_WHAT THE TASK ASKS_
Take every line from the data that has the word "already" in it.

_DATA IN THIS EXERCISE_
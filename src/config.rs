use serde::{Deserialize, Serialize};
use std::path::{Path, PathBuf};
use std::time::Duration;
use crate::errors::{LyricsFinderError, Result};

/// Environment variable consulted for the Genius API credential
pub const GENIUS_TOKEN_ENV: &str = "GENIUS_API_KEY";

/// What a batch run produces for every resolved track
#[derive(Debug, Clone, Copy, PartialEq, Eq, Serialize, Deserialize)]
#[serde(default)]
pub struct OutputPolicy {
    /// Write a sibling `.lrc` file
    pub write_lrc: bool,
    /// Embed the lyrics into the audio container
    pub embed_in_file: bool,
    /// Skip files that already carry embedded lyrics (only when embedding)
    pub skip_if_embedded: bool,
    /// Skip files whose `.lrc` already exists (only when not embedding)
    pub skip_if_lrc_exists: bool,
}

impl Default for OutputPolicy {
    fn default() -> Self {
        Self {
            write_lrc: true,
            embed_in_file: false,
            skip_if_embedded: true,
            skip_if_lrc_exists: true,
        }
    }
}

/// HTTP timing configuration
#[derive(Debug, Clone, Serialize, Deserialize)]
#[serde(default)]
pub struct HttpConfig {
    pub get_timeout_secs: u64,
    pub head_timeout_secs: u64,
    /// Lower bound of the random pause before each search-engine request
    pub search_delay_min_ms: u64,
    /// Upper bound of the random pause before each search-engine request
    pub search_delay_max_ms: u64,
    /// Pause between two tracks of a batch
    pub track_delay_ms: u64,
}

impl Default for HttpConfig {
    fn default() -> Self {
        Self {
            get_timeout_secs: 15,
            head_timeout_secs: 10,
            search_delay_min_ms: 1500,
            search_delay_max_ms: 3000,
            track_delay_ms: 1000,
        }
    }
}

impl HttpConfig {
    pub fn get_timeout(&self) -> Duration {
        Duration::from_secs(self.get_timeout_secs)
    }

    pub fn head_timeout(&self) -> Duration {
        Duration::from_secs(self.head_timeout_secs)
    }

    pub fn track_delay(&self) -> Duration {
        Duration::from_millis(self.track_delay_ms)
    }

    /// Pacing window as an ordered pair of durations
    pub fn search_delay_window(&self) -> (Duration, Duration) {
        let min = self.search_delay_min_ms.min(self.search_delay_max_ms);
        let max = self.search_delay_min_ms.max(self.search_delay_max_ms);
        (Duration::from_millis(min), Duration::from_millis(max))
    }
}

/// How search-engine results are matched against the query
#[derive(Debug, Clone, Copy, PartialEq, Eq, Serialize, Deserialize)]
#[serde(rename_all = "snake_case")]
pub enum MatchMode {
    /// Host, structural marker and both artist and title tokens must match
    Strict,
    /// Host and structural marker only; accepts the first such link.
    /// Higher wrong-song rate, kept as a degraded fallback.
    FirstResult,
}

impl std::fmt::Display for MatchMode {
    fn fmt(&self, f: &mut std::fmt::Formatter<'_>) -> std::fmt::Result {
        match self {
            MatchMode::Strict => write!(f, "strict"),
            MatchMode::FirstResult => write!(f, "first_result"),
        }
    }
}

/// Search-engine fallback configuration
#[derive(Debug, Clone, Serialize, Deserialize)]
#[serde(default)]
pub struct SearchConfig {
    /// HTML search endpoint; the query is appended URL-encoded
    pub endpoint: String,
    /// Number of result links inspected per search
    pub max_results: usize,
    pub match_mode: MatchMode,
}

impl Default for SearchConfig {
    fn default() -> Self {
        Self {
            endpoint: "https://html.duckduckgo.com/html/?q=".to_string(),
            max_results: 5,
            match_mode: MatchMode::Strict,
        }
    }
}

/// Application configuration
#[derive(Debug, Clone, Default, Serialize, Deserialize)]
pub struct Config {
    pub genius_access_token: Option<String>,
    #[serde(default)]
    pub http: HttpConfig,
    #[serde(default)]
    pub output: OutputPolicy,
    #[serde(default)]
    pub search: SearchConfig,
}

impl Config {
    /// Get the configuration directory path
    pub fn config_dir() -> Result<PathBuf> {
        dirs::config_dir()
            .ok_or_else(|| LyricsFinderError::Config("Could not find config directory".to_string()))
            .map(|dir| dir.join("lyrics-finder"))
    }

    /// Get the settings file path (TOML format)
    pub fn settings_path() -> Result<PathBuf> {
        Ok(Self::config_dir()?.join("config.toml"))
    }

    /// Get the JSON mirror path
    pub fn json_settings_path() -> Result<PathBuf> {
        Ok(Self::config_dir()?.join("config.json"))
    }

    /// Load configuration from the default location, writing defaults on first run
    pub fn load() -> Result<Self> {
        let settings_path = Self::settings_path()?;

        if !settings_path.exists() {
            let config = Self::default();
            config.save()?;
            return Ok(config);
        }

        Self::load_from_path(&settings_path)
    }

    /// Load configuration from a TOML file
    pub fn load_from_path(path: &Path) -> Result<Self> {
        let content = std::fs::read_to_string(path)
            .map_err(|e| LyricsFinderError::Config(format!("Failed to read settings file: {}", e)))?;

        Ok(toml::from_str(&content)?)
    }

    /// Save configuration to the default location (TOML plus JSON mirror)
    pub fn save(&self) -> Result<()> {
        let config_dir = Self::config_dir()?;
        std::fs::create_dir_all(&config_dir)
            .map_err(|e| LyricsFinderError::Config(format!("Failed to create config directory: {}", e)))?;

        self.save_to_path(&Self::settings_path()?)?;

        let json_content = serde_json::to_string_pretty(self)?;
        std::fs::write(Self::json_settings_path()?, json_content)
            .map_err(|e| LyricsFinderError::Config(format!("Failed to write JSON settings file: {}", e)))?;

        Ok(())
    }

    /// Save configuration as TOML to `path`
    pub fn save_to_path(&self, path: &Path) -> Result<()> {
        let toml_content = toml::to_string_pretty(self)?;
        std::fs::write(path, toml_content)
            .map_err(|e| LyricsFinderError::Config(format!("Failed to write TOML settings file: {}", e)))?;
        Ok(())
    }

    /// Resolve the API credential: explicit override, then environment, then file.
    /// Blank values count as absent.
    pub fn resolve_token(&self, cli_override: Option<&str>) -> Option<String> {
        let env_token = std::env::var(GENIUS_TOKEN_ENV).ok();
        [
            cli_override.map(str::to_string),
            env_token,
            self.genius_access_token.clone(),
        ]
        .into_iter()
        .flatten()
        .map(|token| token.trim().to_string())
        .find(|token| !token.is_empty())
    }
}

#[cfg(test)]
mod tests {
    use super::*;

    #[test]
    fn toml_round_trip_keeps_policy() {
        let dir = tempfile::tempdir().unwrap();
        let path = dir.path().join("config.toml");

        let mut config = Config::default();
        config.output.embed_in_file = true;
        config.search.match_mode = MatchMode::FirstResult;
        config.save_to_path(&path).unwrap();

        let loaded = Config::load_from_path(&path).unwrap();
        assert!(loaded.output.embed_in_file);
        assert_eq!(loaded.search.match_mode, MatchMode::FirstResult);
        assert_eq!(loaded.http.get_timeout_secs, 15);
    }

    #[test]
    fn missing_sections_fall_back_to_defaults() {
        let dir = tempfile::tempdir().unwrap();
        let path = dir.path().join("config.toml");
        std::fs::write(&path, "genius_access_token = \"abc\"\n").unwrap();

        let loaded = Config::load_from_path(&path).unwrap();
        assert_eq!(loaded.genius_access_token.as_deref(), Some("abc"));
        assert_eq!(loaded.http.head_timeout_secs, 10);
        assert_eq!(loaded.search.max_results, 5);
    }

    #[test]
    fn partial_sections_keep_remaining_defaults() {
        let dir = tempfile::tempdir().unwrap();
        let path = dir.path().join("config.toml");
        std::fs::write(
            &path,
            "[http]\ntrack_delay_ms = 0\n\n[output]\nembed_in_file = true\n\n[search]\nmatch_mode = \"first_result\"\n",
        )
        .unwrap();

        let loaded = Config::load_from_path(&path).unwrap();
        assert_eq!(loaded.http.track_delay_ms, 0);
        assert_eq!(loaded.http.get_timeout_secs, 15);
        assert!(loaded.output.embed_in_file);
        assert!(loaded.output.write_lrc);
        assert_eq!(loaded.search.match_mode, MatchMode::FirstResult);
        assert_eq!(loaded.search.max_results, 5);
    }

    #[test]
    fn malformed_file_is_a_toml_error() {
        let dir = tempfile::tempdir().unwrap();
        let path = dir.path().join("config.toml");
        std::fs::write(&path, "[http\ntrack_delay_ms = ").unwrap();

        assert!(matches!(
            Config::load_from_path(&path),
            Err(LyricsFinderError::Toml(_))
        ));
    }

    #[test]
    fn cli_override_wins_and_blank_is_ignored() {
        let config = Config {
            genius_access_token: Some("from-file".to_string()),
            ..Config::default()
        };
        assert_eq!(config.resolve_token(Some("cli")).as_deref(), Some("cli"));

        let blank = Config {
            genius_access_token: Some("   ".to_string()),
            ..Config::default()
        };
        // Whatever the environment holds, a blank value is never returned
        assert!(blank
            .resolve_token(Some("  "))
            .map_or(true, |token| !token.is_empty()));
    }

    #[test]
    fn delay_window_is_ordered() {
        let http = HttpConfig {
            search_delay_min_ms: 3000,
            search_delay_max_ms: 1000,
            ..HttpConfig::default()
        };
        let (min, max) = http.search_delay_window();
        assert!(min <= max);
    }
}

_EXPECTED OUTPUT_
    /// Skip files that already carry embedded lyrics (only when embedding)
    /// Skip files whose `.lrc` already exists (only when not embedding)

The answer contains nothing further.